* Stored records:

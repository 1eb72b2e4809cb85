//! Building an [`ElaboratedModule`] from a prepared simulator.
//!
//! The builder reads signal shapes (width, signedness, initial value, and
//! whether a clocked process or a tristate bus drives it) from the
//! [`Simulator`], so the description always matches what is simulated.

use std::collections::{HashMap, HashSet};

use strata_common::{BitVector, Value};
use strata_ir::{
    ConstDecl, ConstValue, ElaboratedModule, PortDecl, PortDirection, SignalDecl, SignalId,
    SignalKind, ViewBinding,
};
use strata_sim::{SignalSource, Simulator};

use crate::const_eval::{eval_const_expr, ConstEnv, ConstExpr};
use crate::error::ElabError;
use crate::interface::Interface;

/// Collects the declarations of one module.
pub struct ModuleBuilder<'a> {
    sim: &'a Simulator,
    module: ElaboratedModule,
    /// Hardware names already taken.
    names: HashSet<String>,
    /// Declared signals and the name they were declared under.
    declared: HashMap<SignalId, String>,
}

impl<'a> ModuleBuilder<'a> {
    /// Starts a module called `name` over the signals of `sim`.
    pub fn new(sim: &'a Simulator, name: impl Into<String>) -> Self {
        Self {
            sim,
            module: ElaboratedModule {
                name: name.into(),
                ..ElaboratedModule::default()
            },
            names: HashSet::new(),
            declared: HashMap::new(),
        }
    }

    /// Declares a port.
    pub fn port(
        &mut self,
        name: impl Into<String>,
        signal: SignalId,
        direction: PortDirection,
    ) -> Result<&mut Self, ElabError> {
        let name = name.into();
        let decl = self.declare(name.clone(), name, signal)?;
        self.module.ports.push(PortDecl { decl, direction });
        Ok(self)
    }

    /// Declares an internal signal.
    pub fn signal(&mut self, name: impl Into<String>, signal: SignalId) -> Result<&mut Self, ElabError> {
        let name = name.into();
        let decl = self.declare(name.clone(), name, signal)?;
        self.module.signals.push(decl);
        Ok(self)
    }

    /// Flattens an interface into internal signals and inlined constants.
    pub fn interface(&mut self, interface: &Interface) -> Result<&mut Self, ElabError> {
        for flat in interface.flatten() {
            let decl = self.declare(flat.name, flat.path, flat.signal)?;
            self.module.signals.push(decl);
        }
        self.interface_constants(interface)
    }

    /// Flattens a top-level interface: every signal becomes a port with
    /// `direction`, constants are inlined.
    pub fn interface_ports(
        &mut self,
        interface: &Interface,
        direction: PortDirection,
    ) -> Result<&mut Self, ElabError> {
        for flat in interface.flatten() {
            let decl = self.declare(flat.name, flat.path, flat.signal)?;
            self.module.ports.push(PortDecl { decl, direction });
        }
        self.interface_constants(interface)
    }

    fn interface_constants(&mut self, interface: &Interface) -> Result<&mut Self, ElabError> {
        for flat in interface.constants() {
            self.claim_name(&flat.name)?;
            self.module.constants.push(ConstDecl {
                name: flat.name,
                path: flat.path,
                value: flat.value,
            });
        }
        Ok(self)
    }

    /// Binds a signal view under `name` as an expression over its backing signals.
    pub fn view(&mut self, name: impl Into<String>, source: &impl SignalSource) -> Result<&mut Self, ElabError> {
        let name = name.into();
        let sim = self.sim;
        let signals = sim.signals();
        let expr = source.to_ref(signals);
        let width = expr
            .width(&|id| signals.get(id).ok().and_then(|s| s.width()))
            .ok_or_else(|| ElabError::UnsizedView(name.clone()))?;
        self.claim_name(&name)?;
        self.module.views.push(ViewBinding { name, width, expr });
        Ok(self)
    }

    /// Declares a named literal constant.
    pub fn constant(&mut self, name: impl Into<String>, value: impl Into<ConstValue>) -> Result<&mut Self, ElabError> {
        let name = name.into();
        self.claim_name(&name)?;
        self.module.constants.push(ConstDecl {
            path: name.clone(),
            name,
            value: value.into(),
        });
        Ok(self)
    }

    /// Folds `expr` against `env` and declares the result as a constant.
    pub fn folded_constant(
        &mut self,
        name: impl Into<String>,
        expr: &ConstExpr,
        env: &ConstEnv,
    ) -> Result<&mut Self, ElabError> {
        let value = eval_const_expr(expr, env)?;
        self.constant(name, value)
    }

    /// Checks that every view refers to declared storage and returns the module.
    pub fn finish(self) -> Result<ElaboratedModule, ElabError> {
        for view in &self.module.views {
            if let Some(signal) = view
                .expr
                .signals()
                .into_iter()
                .find(|s| !self.declared.contains_key(s))
            {
                return Err(ElabError::UndeclaredSignal {
                    view: view.name.clone(),
                    signal,
                });
            }
        }
        tracing::debug!(
            module = %self.module.name,
            ports = self.module.ports.len(),
            signals = self.module.signals.len(),
            views = self.module.views.len(),
            constants = self.module.constants.len(),
            "module elaborated"
        );
        Ok(self.module)
    }

    fn claim_name(&mut self, name: &str) -> Result<(), ElabError> {
        if !self.names.insert(name.to_string()) {
            return Err(ElabError::DuplicateName(name.to_string()));
        }
        Ok(())
    }

    fn declare(&mut self, name: String, path: String, signal: SignalId) -> Result<SignalDecl, ElabError> {
        if let Some(previous) = self.declared.get(&signal) {
            return Err(ElabError::DuplicateSignal {
                signal,
                name: previous.clone(),
            });
        }
        let sim = self.sim;
        let state = sim.signal_state(signal)?;
        let kind = if state.bus.is_some() {
            SignalKind::TristateDriver
        } else if state.is_register() {
            SignalKind::Reg
        } else {
            SignalKind::Wire
        };
        let init = match &state.init {
            Value::Bool(b) => ConstValue::Bool(*b),
            Value::Bits(bv) => ConstValue::Bits(bv.clone()),
            Value::Int(v) => ConstValue::Int(*v),
            Value::HighZ(w) => ConstValue::Bits(BitVector::new(*w)),
        };
        self.claim_name(&name)?;
        self.declared.insert(signal, name.clone());
        Ok(SignalDecl {
            name,
            path,
            signal,
            width: state.width(),
            signed: state.is_signed(),
            kind,
            init,
        })
    }
}

#[cfg(test)]
mod tests {
    use super::*;
    use strata_ir::SignalRef;
    use strata_sim::{ConcatPart, Edge};

    fn bits(v: i128, w: u32) -> Value {
        Value::Bits(BitVector::from_int(v, w).unwrap())
    }

    #[test]
    fn nested_interface_elaborates_to_flat_signals() {
        let mut sim = Simulator::new();
        let a = sim.signal("a", bits(0, 3)).unwrap();
        let c = sim
            .signal("c", Value::Bits(BitVector::bounded(0, -4, 4).unwrap()))
            .unwrap();
        let b = Interface::builder("b").signal("c", c).build().unwrap();
        let intf = Interface::builder("intf")
            .signal("a", a)
            .nested("b", b)
            .build()
            .unwrap();

        let mut builder = ModuleBuilder::new(&sim, "top");
        builder.interface(&intf).unwrap();
        let module = builder.finish().unwrap();

        assert_eq!(module.signal_count(), 2);
        let a_decl = module.find("intf_a").unwrap();
        assert_eq!(a_decl.path, "intf.a");
        assert_eq!(a_decl.width, Some(3));
        assert!(!a_decl.signed);
        let c_decl = module.find("intf_b_c").unwrap();
        assert_eq!(c_decl.path, "intf.b.c");
        assert_eq!(c_decl.width, Some(3));
        assert!(c_decl.signed);
    }

    #[test]
    fn ports_and_kinds() {
        let mut sim = Simulator::new();
        let clk = sim.signal("clk", false).unwrap();
        let q = sim.signal("q", bits(0, 4)).unwrap();
        sim.always_seq("ff", clk, Edge::Rising, None, vec![q], |_cx| Ok(()))
            .unwrap();
        let bus = sim.tristate("bus", bits(0, 4)).unwrap();
        let d0 = sim.driver(&bus).unwrap();

        let mut builder = ModuleBuilder::new(&sim, "top");
        builder
            .port("clk", clk, PortDirection::Input)
            .unwrap()
            .port("q", q, PortDirection::Output)
            .unwrap()
            .signal("d0", d0)
            .unwrap()
            .view("bus", &bus)
            .unwrap();
        let module = builder.finish().unwrap();

        assert_eq!(module.ports.len(), 2);
        assert_eq!(module.ports[0].decl.kind, SignalKind::Wire);
        assert_eq!(module.ports[1].decl.kind, SignalKind::Reg);
        let d0_decl = module.find("d0").unwrap();
        assert_eq!(d0_decl.kind, SignalKind::TristateDriver);
        assert_eq!(d0_decl.init, ConstValue::Bits(BitVector::new(4)));
        assert_eq!(module.views[0].width, 4);
        assert!(matches!(module.views[0].expr, SignalRef::Tristate { .. }));
    }

    #[test]
    fn views_bind_slice_and_concat_expressions() {
        let mut sim = Simulator::new();
        let s = sim.signal("s", bits(0b1011_0011, 8)).unwrap();
        let flag = sim.signal("flag", true).unwrap();
        let hi = sim.slice_view(s, 8, 5).unwrap();
        let cat = sim
            .concat_view(vec![ConcatPart::from(flag), ConcatPart::from(hi)])
            .unwrap();

        let mut builder = ModuleBuilder::new(&sim, "top");
        builder
            .signal("s", s)
            .unwrap()
            .signal("flag", flag)
            .unwrap()
            .view("hi", &hi)
            .unwrap()
            .view("cat", &cat)
            .unwrap();
        let module = builder.finish().unwrap();

        assert_eq!(
            module.views[0].expr,
            SignalRef::Slice {
                signal: s,
                high: 7,
                low: 5
            }
        );
        assert_eq!(module.views[0].width, 3);
        assert_eq!(module.views[1].width, 4);
    }

    #[test]
    fn view_over_undeclared_signal_is_rejected() {
        let mut sim = Simulator::new();
        let s = sim.signal("s", bits(0, 8)).unwrap();
        let low = sim.slice_view(s, 4, 0).unwrap();
        let mut builder = ModuleBuilder::new(&sim, "top");
        builder.view("low", &low).unwrap();
        let err = builder.finish().unwrap_err();
        assert!(matches!(err, ElabError::UndeclaredSignal { signal, .. } if signal == s));
    }

    #[test]
    fn duplicates_are_rejected() {
        let mut sim = Simulator::new();
        let x = sim.signal("x", false).unwrap();
        let y = sim.signal("y", false).unwrap();
        let mut builder = ModuleBuilder::new(&sim, "top");
        builder.signal("x", x).unwrap();
        assert!(matches!(
            builder.signal("x", y),
            Err(ElabError::DuplicateName(_))
        ));
        assert!(matches!(
            builder.port("x2", x, PortDirection::Input),
            Err(ElabError::DuplicateSignal { .. })
        ));
    }

    #[test]
    fn interface_constants_are_inlined() {
        let mut sim = Simulator::new();
        let x = sim
            .signal("x", Value::Bits(BitVector::bounded(3, -5000, 5000).unwrap()))
            .unwrap();
        let more = Interface::builder("more")
            .constant("const1", 707)
            .constant("const2", 3)
            .build()
            .unwrap();
        let intf = Interface::builder("intf")
            .constant("a", 9)
            .constant("b", 10)
            .constant("c", 1729)
            .nested("more_constants", more)
            .build()
            .unwrap();
        let env = intf.const_env();
        let v = ConstExpr::field("a").pow(3) + ConstExpr::field("b").pow(3) - ConstExpr::field("c");

        let mut builder = ModuleBuilder::new(&sim, "top_const");
        builder
            .port("x", x, PortDirection::Output)
            .unwrap()
            .interface_ports(&intf, PortDirection::Input)
            .unwrap()
            .folded_constant("v", &v, &env)
            .unwrap();
        let module = builder.finish().unwrap();

        assert_eq!(module.ports.len(), 1);
        assert_eq!(
            module.constant("intf.more_constants.const1"),
            Some(&ConstValue::Int(707))
        );
        assert_eq!(module.constant("v"), Some(&ConstValue::Int(0)));
        assert_eq!(module.constants.len(), 6);

        let json = serde_json::to_string(&module).unwrap();
        let back: ElaboratedModule = serde_json::from_str(&json).unwrap();
        assert_eq!(back, module);
    }

    #[test]
    fn unknown_signal_is_a_sim_error() {
        let sim = Simulator::new();
        let mut builder = ModuleBuilder::new(&sim, "top");
        let err = builder.signal("ghost", SignalId::from_raw(9)).err().unwrap();
        assert!(matches!(err, ElabError::Sim(_)));
    }
}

* Assignment: Please reproduce the lines from the line with "let width = expr" to the line with "pub fn constant(&mut", both ends included, exactly as they appear above.

* Problem solution:
        let width = expr
            .width(&|id| signals.get(id).ok().and_then(|s| s.width()))
            .ok_or_else(|| ElabError::UnsizedView(name.clone()))?;
        self.claim_name(&name)?;
        self.module.views.push(ViewBinding { name, width, expr });
        Ok(self)
    }

    /// Declares a named literal constant.
    pub fn constant(&mut self, name: impl Into<String>, value: impl Into<ConstValue>) -> Result<&mut Self, ElabError> {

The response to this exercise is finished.